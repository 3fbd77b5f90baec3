//! Job cancellation over `scancel`.

use domain_cluster::exception::ClusterResult;

use super::invoke;

pub async fn cancel(job_id: &str, signal: Option<&str>, user: Option<&str>) -> ClusterResult<()> {
    let mut args: Vec<&str> = Vec::new();
    if let Some(signal) = signal {
        args.extend(["--signal", signal]);
    }
    if let Some(user) = user {
        args.extend(["--user", user]);
    }
    args.push(job_id);
    invoke("scancel", &args).await?;
    Ok(())
}
pub mod slots;

#[rustfmt::skip]
pub use slots::{SlotCell, SlotRow};
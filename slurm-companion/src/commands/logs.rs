use std::path::PathBuf;
use std::time::SystemTime;

use clap::Args;
use domain_cluster::exception::ClusterException;
use tokio::process::Command;

use crate::config::DEFAULT_REPORT_DIR;

#[derive(Debug, Args)]
pub struct LogsArgs {
    /// Job ID to watch; defaults to the most recent log
    pub job_id: Option<String>,

    /// Directory containing the job logs
    #[arg(long, default_value = DEFAULT_REPORT_DIR)]
    pub report_dir: String,
}

pub async fn execute(args: LogsArgs) -> anyhow::Result<()> {
    let log_file = match &args.job_id {
        Some(job_id) => {
            let path = PathBuf::from(&args.report_dir).join(format!("{job_id}.out"));
            if !path.exists() {
                return Err(ClusterException::LogFileNotFound {
                    job_id: job_id.clone(),
                    dir: args.report_dir.clone(),
                }
                .into());
            }
            path
        }
        None => latest_log(&args.report_dir)?,
    };

    println!("Watching log file: {}", log_file.display());
    let status = Command::new("tail")
        .arg("-n")
        .arg("20")
        .arg("-f")
        .arg(&log_file)
        .status()
        .await;
    match status {
        Ok(_) => Ok(()),
        Err(e) if e.kind() == std::io::ErrorKind::NotFound => {
            Err(anyhow::anyhow!("Command 'tail' not found on PATH."))
        }
        Err(e) => Err(e.into()),
    }
}

/// Most recently modified `*.out` file in the report directory.
fn latest_log(report_dir: &str) -> anyhow::Result<PathBuf> {
    let no_logs = || ClusterException::NoLogFiles {
        dir: report_dir.to_string(),
    };

    let entries = std::fs::read_dir(report_dir).map_err(|_| no_logs())?;
    let mut latest: Option<(SystemTime, PathBuf)> = None;
    for entry in entries.flatten() {
        let path = entry.path();
        if path.extension().map(|ext| ext == "out").unwrap_or(false) {
            let modified =
                entry.metadata().and_then(|m| m.modified()).unwrap_or(SystemTime::UNIX_EPOCH);
            if latest.as_ref().map(|(t, _)| modified > *t).unwrap_or(true) {
                latest = Some((modified, path));
            }
        }
    }
    latest.map(|(_, path)| path).ok_or_else(|| no_logs().into())
}
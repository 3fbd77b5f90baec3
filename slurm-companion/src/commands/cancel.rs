use anyhow::bail;
use clap::Args;
use colored::Colorize;
use domain_cluster::exception::ClusterException;

use crate::infrastructure::slurm::scancel;

#[derive(Debug, Args)]
pub struct CancelArgs {
    /// One or more SLURM job IDs to cancel
    #[arg(required = true)]
    pub job_ids: Vec<String>,

    /// Optional signal to send to the jobs (passed to scancel)
    #[arg(long)]
    pub signal: Option<String>,

    /// Cancel jobs for a specific user (passed to scancel)
    #[arg(long)]
    pub user: Option<String>,
}

pub async fn execute(args: CancelArgs) -> anyhow::Result<()> {
    let mut failed = 0usize;
    for job_id in &args.job_ids {
        match scancel::cancel(job_id, args.signal.as_deref(), args.user.as_deref()).await {
            Ok(()) => println!("Cancelled job {}", job_id.as_str().green()),
            // A missing scancel binary will fail every remaining id the
            // same way; stop immediately.
            Err(e @ ClusterException::SchedulerToolMissing { .. }) => return Err(e.into()),
            Err(e) => {
                eprintln!("Failed to cancel job {job_id}: {e}");
                failed += 1;
            }
        }
    }
    if failed > 0 {
        bail!("{failed} of {} job(s) could not be cancelled", args.job_ids.len());
    }
    Ok(())
}
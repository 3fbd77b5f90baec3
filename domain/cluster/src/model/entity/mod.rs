pub mod job;
pub mod node;
pub mod partition;
pub mod submission;

#[rustfmt::skip]
pub use {
    job::{GpuClaim, JobGpuUsage},
    node::NodeRecord,
    partition::PartitionInfo,
    submission::JobConfig,
};
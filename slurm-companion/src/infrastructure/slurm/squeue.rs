//! Queue wrappers over `squeue`.
//!
//! Both readers consume pipe-delimited custom formats. Rows that do not
//! carry the expected field count (truncated lines, stray headers) are
//! skipped silently and never fail the whole listing.

use std::collections::HashMap;

use domain_cluster::exception::ClusterResult;
use domain_cluster::model::entity::{GpuClaim, JobGpuUsage};
use domain_cluster::service::gpu_accounting;
use serde::Deserialize;

use super::{gres, invoke};

pub const QUEUE_ARGS: &[&str] = &["--noheader", "-o", "%i|%P|%j|%u|%T|%M|%D|%R"];
pub const GRES_ARGS: &[&str] = &["--noheader", "-t", "running", "-o", "%i|%N|%b"];

#[derive(Debug, Clone, Deserialize)]
pub struct QueueRow {
    pub job_id: String,
    pub partition: String,
    pub name: String,
    pub user: String,
    pub state: String,
    pub elapsed: String,
    pub node_count: String,
    pub node_list: String,
}

#[derive(Debug, Deserialize)]
struct GresRow {
    job_id: String,
    node_list: String,
    gres: String,
}

pub async fn fetch_queue() -> ClusterResult<Vec<QueueRow>> {
    let raw = invoke("squeue", QUEUE_ARGS).await?;
    Ok(parse_queue(&raw))
}

pub fn parse_queue(raw: &str) -> Vec<QueueRow> {
    reader(raw).deserialize().filter_map(Result::ok).collect()
}

/// Per-node GPU claims of the currently running jobs.
///
/// The queue snapshot is an enhancement over the node listing, not a
/// prerequisite: when `squeue` is unavailable or fails, this degrades to an
/// empty mapping instead of propagating the error.
pub async fn fetch_gpu_claims() -> HashMap<String, Vec<GpuClaim>> {
    match invoke("squeue", GRES_ARGS).await {
        Ok(raw) => parse_gpu_claims(&raw),
        Err(e) => {
            tracing::debug!("running-job GPU snapshot unavailable: {e}");
            HashMap::new()
        }
    }
}

pub fn parse_gpu_claims(raw: &str) -> HashMap<String, Vec<GpuClaim>> {
    let usages = reader(raw)
        .deserialize()
        .filter_map(Result::ok)
        .map(|row: GresRow| {
            let (gpu_type, gpu_total) = gres::job_gpus(&row.gres);
            JobGpuUsage {
                job_id: row.job_id,
                gpu_type,
                gpu_total,
                node_expr: row.node_list,
            }
        })
        .collect();
    gpu_accounting::reconcile(usages)
}

fn reader(raw: &str) -> csv::Reader<&[u8]> {
    csv::ReaderBuilder::new()
        .delimiter(b'|')
        .has_headers(false)
        .quoting(false)
        .trim(csv::Trim::All)
        .from_reader(raw.as_bytes())
}

#[cfg(test)]
mod tests {
    use super::{parse_gpu_claims, parse_queue};
    use indoc::indoc;

    #[test]
    fn parses_queue_rows() {
        let raw = indoc! {"
            991|gpux|train|alice|RUNNING|2:10:33|2|hgpn[01-02]
            992|cpu|prep|bob|PENDING|0:00|1|(Priority)
        "};
        let rows = parse_queue(raw);
        assert_eq!(rows.len(), 2);
        assert_eq!(rows[0].job_id, "991");
        assert_eq!(rows[0].user, "alice");
        assert_eq!(rows[1].state, "PENDING");
        assert_eq!(rows[1].node_list, "(Priority)");
    }

    #[test]
    fn short_rows_are_skipped() {
        let raw = indoc! {"
            991|gpux|train|alice|RUNNING|2:10:33|2|hgpn[01-02]
            some stray diagnostic line
        "};
        assert_eq!(parse_queue(raw).len(), 1);
    }

    #[test]
    fn empty_output_yields_no_rows() {
        assert!(parse_queue("").is_empty());
    }

    #[test]
    fn reconciles_claims_across_nodes() {
        let raw = indoc! {"
            991|hgpn[01-03]|gres/gpu:a100:5
            992|hgpn05|gpu:2
            993|cpu01|N/A
        "};
        let claims = parse_gpu_claims(raw);
        assert_eq!(claims["hgpn01"][0].count, 2);
        assert_eq!(claims["hgpn02"][0].count, 2);
        assert_eq!(claims["hgpn03"][0].count, 1);
        assert_eq!(claims["hgpn01"][0].gpu_type, "a100");
        assert_eq!(claims["hgpn05"][0].count, 2);
        assert_eq!(claims["hgpn05"][0].gpu_type, "gpu");
        // job 993 claims no GPUs and must not appear at all
        assert!(!claims.contains_key("cpu01"));
    }
}
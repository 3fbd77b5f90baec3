//! Per-GPU slot graph for the node listing.
//!
//! One column per GPU slot, sized to the largest node on display: occupied
//! slots carry the owning GPU type's abbreviation (or `#` when the type is
//! unknown), free slots stay blank, and slots a node does not have stay
//! blank as well.

use std::collections::HashMap;

use comfy_table::{Cell, CellAlignment, Color, Table};
use domain_cluster::model::entity::{GpuClaim, NodeRecord};
use domain_cluster::model::vo::slots::{display_width, SlotCell, SlotRow};

use super::table::node_state_cell;

const TYPE_COLORS: &[Color] = &[Color::Green, Color::Yellow, Color::Cyan, Color::Magenta, Color::Blue];

pub fn gpu_graph_table(
    records: &[NodeRecord],
    claims: &HashMap<String, Vec<GpuClaim>>,
) -> Table {
    let width = display_width(records);

    let mut header = vec![
        Cell::new("NodeName"),
        Cell::new("State"),
        Cell::new("CPUld"),
        Cell::new("Mem%"),
    ];
    header.extend((1..=width).map(|i| Cell::new(format!("G{i}"))));

    let mut table = Table::new();
    table.set_header(header);
    for node in records {
        let node_claims = claims.get(&node.name).map(Vec::as_slice);
        let slots = SlotRow::derive(node, node_claims, width);

        let mut row = vec![
            Cell::new(&node.name).set_alignment(CellAlignment::Right),
            node_state_cell(&node.state),
            Cell::new(format!("{:.2}", node.cpu_load)),
            Cell::new(format!("{:.0}", node.memory_usage_percent())),
        ];
        row.extend(slots.cells.iter().map(slot_cell));
        table.add_row(row);
    }
    table
}

fn slot_cell(cell: &SlotCell) -> Cell {
    match cell {
        SlotCell::Used(label) => Cell::new(label).fg(type_color(label)),
        SlotCell::Free | SlotCell::Absent => Cell::new(""),
    }
}

/// Stable color per type label so the same model reads the same across rows.
fn type_color(label: &str) -> Color {
    let hash: usize = label.bytes().map(usize::from).sum();
    TYPE_COLORS[hash % TYPE_COLORS.len()]
}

·····

Problem requirements: Search the data for "passed". Copy every matching line.

Exercise solution:
    /// Optional signal to send to the jobs (passed to scancel)
    /// Cancel jobs for a specific user (passed to scancel)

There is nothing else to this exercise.